[Collected data entries]

════════════════════

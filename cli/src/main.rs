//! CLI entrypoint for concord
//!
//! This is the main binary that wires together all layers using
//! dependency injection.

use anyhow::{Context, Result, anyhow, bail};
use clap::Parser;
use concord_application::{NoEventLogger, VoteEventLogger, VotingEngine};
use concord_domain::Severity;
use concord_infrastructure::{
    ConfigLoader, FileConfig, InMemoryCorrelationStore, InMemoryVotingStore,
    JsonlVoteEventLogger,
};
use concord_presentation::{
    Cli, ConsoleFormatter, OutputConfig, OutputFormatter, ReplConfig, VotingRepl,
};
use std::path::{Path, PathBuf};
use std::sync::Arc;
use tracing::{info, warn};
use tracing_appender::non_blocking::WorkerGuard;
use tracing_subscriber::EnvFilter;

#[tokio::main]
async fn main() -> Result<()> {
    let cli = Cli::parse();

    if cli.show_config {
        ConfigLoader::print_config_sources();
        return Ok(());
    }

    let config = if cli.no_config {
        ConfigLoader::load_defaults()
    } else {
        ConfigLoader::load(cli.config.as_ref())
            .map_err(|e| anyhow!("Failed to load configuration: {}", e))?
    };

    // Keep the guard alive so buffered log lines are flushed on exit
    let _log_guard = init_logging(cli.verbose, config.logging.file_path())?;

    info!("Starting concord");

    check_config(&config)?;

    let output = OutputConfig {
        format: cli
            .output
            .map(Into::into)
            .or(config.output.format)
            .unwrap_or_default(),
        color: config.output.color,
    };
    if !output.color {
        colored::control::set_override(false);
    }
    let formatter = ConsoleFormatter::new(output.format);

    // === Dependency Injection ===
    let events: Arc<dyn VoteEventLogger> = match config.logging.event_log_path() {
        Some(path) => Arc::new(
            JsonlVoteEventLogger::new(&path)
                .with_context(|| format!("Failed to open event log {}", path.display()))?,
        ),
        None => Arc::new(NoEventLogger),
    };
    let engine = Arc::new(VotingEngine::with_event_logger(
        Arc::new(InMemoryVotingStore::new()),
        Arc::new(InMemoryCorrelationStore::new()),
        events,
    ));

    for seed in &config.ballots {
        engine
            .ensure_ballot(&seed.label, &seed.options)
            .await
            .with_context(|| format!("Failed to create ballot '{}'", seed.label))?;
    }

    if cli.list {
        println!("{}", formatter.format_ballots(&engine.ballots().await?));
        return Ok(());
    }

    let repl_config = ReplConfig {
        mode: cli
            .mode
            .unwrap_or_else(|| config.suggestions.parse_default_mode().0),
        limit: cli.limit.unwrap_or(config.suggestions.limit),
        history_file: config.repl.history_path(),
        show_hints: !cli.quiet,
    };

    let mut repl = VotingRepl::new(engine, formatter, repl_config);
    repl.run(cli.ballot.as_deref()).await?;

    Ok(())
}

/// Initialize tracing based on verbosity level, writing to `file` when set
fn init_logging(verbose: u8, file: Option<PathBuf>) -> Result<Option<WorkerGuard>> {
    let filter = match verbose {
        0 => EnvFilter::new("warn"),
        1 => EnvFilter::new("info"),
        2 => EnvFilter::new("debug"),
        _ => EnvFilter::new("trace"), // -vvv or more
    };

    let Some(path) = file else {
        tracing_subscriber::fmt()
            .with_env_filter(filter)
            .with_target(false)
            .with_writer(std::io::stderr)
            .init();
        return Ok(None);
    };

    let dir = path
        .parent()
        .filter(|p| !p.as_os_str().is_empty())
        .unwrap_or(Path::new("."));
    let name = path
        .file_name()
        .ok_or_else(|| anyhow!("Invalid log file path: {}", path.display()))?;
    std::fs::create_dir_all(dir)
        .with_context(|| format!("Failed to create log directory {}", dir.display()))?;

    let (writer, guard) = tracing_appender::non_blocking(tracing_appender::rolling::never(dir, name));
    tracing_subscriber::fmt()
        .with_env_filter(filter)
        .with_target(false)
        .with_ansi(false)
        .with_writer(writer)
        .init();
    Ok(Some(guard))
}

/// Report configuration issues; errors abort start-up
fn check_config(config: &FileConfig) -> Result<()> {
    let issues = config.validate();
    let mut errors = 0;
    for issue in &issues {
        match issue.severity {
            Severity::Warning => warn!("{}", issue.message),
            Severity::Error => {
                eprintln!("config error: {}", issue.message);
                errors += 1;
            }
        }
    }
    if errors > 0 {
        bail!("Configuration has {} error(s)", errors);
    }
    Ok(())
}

════════════════════

With the first line being the one containing "let Some(path) = file" and the last line the one containing "std::fs::create_dir_all(dir)", transcribe exactly the lines above that fall in that range.

### TASK OUTPUT
    let Some(path) = file else {
        tracing_subscriber::fmt()
            .with_env_filter(filter)
            .with_target(false)
            .with_writer(std::io::stderr)
            .init();
        return Ok(None);
    };

    let dir = path
        .parent()
        .filter(|p| !p.as_os_str().is_empty())
        .unwrap_or(Path::new("."));
    let name = path
        .file_name()
        .ok_or_else(|| anyhow!("Invalid log file path: {}", path.display()))?;
    std::fs::create_dir_all(dir)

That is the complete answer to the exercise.